Roasted Fig And Walnut Tart
My mother believed in the medicinal benefits of eating figs. She often purchased Fig Newtons at the A and P Store. I grew up liking the bar cookies. On one of my first trips to Milano, our son-in-law Silvano treated me to fresh figs and prosciutto. That was a delightful treat. As you can tell I do enjoy figs. Several years ago, I read a book written by a distant cousin on the genealogy of my paternal grandfather's lineage. One of my granddad's great aunts was a cook for Queen Victoria as the family originated in London. I have wondered what capacity she served. Was she the pastry chef who prepared the Queen's High Tea with sandwiches and crumpets? The author wrote the family had the queen's recipe for the either Plum Pudding or the Figgy Pudding from the kitchen of Queen Victoria. I read this several years ago so I can't recall just which it was.
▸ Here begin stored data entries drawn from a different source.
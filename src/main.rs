//! Billing Engine Server
//!
//! Serves loan origination, balance, delinquency and payment endpoints on
//! top of PostgreSQL.

use std::net::SocketAddr;
use std::sync::Arc;

use axum::http::{HeaderValue, Method};
use hourglass_rs::{SafeTimeProvider, TimeSource};
use tokio::signal;
use tower_http::cors::{Any, CorsLayer};

use billing_engine::config::Config;
use billing_engine::repository::PgUnitOfWork;
use billing_engine::state::AppState;
use billing_engine::routes;

#[tokio::main]
async fn main() -> anyhow::Result<()> {
    let config = Config::from_env()?;

    tracing_subscriber::fmt()
        .with_env_filter(
            tracing_subscriber::EnvFilter::try_from_default_env()
                .unwrap_or_else(|_| tracing_subscriber::EnvFilter::new(&config.log_level)),
        )
        .with_target(true)
        .with_thread_ids(true)
        .with_file(true)
        .with_line_number(true)
        .init();

    tracing::info!(
        environment = config.environment.as_str(),
        principal = config.product.principal,
        interest_rate_bps = config.product.interest_rate_bps,
        installments = config.product.installment_count,
        delinquency_rule = config.product.delinquency_rule.as_str(),
        "Starting billing engine"
    );

    tracing::info!(database = %config.database_url_masked(), "Connecting to loan store");
    let uow = PgUnitOfWork::connect(&config.database_url, config.db_max_connections).await?;
    uow.migrate().await?;

    let state = AppState::new(
        Arc::new(uow),
        config.product.clone(),
        Arc::new(SafeTimeProvider::new(TimeSource::System)),
        config.request_timeout,
    );

    let app = routes::app_router(state).layer(configure_cors(
            config.cors_allowed_origins.as_deref(),
            config.environment.is_production(),
        ));

    let addr = SocketAddr::from(([0, 0, 0, 0], config.port));
    let listener = tokio::net::TcpListener::bind(addr).await?;

    tracing::info!("Server listening on {}", addr);
    tracing::info!("Health check at http://{}/health", addr);

    axum::serve(listener, app)
        .with_graceful_shutdown(shutdown_signal())
        .await?;

    tracing::info!("Server shutdown complete");
    Ok(())
}

fn configure_cors(allowed_origins: Option<&str>, production: bool) -> CorsLayer {
    let allowed_origins = allowed_origins.unwrap_or_default();

    if allowed_origins.trim().is_empty() {
        if production {
            tracing::warn!("CORS_ALLOWED_ORIGINS not set in production, denying cross-origin requests");
            return CorsLayer::new();
        }
        tracing::warn!("CORS_ALLOWED_ORIGINS not set, allowing all origins (permissive)");
        return CorsLayer::permissive();
    }

    let origins: Vec<HeaderValue> = allowed_origins
        .split(',')
        .filter_map(|s| s.trim().parse().ok())
        .collect();

    CorsLayer::new()
        .allow_origin(origins)
        .allow_methods([Method::GET, Method::POST])
        .allow_headers(Any)
}

/// Graceful shutdown signal handler
async fn shutdown_signal() {
    let ctrl_c = async {
        if let Err(e) = signal::ctrl_c().await {
            tracing::error!(error = %e, "Failed to install Ctrl+C handler");
            std::future::pending::<()>().await;
        }
    };

    #[cfg(unix)]
    let terminate = async {
        match signal::unix::signal(signal::unix::SignalKind::terminate()) {
            Ok(mut sigterm) => {
                sigterm.recv().await;
            }
            Err(e) => {
                tracing::error!(error = %e, "Failed to install SIGTERM handler");
                std::future::pending::<()>().await;
            }
        }
    };

    #[cfg(not(unix))]
    let terminate = std::future::pending::<()>();

    tokio::select! {
        _ = ctrl_c => {
            tracing::info!("Received Ctrl+C, initiating graceful shutdown...");
        }
        _ = terminate => {
            tracing::info!("Received SIGTERM, initiating graceful shutdown...");
        }
    }
}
I sometime later telephoned the late author to learn if she knew of anyone who might have that recipe. The author was 94 at that time and in a Nursing Home living in the assisted living area. She was unable to know if the recipe survived the years and generations. Good try on my part!!! This recipe is as close as I will come to Figgy Pudding. The Mission Fig which is black grows so abundantly here in California? Oh, are they sweet and juicy!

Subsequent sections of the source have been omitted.